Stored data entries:
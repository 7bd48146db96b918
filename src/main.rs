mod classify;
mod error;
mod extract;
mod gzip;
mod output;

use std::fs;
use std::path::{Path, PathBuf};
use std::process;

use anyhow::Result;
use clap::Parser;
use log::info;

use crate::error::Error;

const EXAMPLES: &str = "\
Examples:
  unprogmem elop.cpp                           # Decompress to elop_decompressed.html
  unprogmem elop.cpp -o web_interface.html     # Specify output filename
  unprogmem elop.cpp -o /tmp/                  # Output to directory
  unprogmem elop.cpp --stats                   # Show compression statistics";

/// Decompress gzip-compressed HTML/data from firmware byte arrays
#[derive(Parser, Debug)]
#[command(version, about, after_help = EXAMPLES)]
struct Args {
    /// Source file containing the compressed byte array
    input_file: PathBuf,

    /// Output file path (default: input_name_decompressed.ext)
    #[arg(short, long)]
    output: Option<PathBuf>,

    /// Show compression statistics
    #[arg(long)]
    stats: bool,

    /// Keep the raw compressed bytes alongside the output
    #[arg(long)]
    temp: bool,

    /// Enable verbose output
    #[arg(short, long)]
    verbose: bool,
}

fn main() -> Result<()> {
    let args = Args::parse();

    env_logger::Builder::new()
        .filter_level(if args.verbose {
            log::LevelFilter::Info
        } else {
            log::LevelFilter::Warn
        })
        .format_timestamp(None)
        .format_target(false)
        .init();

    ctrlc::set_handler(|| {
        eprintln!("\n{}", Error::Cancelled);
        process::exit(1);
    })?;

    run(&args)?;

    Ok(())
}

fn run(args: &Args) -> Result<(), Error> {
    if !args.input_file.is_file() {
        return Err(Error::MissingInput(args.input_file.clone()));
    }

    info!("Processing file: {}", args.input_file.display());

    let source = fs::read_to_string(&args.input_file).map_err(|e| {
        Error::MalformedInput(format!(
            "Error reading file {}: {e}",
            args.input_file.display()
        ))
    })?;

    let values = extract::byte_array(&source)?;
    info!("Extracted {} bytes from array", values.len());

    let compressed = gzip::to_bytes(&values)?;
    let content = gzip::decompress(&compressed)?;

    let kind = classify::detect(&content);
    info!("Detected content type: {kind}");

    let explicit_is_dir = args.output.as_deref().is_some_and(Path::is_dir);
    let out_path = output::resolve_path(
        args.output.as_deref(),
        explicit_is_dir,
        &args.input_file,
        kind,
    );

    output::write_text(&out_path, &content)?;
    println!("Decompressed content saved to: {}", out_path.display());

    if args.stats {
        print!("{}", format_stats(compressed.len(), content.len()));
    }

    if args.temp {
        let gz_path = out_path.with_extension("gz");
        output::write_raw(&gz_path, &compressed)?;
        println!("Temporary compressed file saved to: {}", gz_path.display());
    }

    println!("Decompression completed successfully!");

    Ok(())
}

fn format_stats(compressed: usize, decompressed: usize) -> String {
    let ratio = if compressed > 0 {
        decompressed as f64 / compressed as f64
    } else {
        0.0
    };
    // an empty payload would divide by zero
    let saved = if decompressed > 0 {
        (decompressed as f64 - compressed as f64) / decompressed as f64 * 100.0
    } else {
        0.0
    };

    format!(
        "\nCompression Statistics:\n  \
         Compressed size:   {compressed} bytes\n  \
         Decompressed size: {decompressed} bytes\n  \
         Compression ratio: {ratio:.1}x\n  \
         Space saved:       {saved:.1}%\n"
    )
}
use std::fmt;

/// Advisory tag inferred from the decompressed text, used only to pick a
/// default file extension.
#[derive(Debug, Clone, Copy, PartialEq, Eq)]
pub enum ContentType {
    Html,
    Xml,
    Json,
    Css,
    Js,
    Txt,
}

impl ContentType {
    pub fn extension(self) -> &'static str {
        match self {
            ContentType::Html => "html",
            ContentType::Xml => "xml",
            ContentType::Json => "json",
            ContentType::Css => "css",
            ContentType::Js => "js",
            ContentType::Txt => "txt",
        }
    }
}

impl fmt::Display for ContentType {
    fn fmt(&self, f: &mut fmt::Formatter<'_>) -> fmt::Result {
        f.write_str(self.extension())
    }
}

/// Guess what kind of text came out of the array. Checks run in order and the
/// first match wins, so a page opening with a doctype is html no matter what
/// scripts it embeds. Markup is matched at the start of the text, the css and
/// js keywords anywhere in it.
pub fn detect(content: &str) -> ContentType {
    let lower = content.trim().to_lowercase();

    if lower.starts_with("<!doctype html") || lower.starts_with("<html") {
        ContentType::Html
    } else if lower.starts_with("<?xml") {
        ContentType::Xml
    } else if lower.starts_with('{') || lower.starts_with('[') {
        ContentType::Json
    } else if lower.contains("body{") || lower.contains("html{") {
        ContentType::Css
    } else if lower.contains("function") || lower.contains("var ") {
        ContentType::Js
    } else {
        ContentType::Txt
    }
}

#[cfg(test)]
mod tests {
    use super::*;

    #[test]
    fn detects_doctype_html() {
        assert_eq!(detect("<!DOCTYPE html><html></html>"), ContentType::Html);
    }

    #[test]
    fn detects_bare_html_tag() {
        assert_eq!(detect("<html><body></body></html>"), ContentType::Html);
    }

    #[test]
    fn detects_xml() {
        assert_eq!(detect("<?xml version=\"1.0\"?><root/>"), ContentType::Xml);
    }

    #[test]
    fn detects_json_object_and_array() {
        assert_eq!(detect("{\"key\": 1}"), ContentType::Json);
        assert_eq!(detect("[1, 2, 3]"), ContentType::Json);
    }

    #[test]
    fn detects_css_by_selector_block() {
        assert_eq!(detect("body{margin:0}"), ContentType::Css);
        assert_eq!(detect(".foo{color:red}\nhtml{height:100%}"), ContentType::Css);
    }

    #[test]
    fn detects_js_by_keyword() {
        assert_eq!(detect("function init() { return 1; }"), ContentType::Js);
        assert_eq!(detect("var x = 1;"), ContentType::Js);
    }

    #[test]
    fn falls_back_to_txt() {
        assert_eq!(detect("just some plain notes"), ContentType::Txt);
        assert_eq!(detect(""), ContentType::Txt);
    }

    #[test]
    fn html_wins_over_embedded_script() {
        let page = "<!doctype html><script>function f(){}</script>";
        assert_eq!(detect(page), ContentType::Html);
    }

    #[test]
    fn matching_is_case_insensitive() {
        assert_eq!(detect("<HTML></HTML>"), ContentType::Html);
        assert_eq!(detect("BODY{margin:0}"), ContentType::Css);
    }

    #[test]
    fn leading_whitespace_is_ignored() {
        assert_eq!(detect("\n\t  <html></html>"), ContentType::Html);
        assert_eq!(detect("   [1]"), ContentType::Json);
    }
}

● Work to complete:
Look through the data above for the word "kind". Report each line where it occurs.

● Task answer:
    let kind = classify::detect(&content);
    info!("Detected content type: {kind}");
        kind,
/// Guess what kind of text came out of the array. Checks run in order and the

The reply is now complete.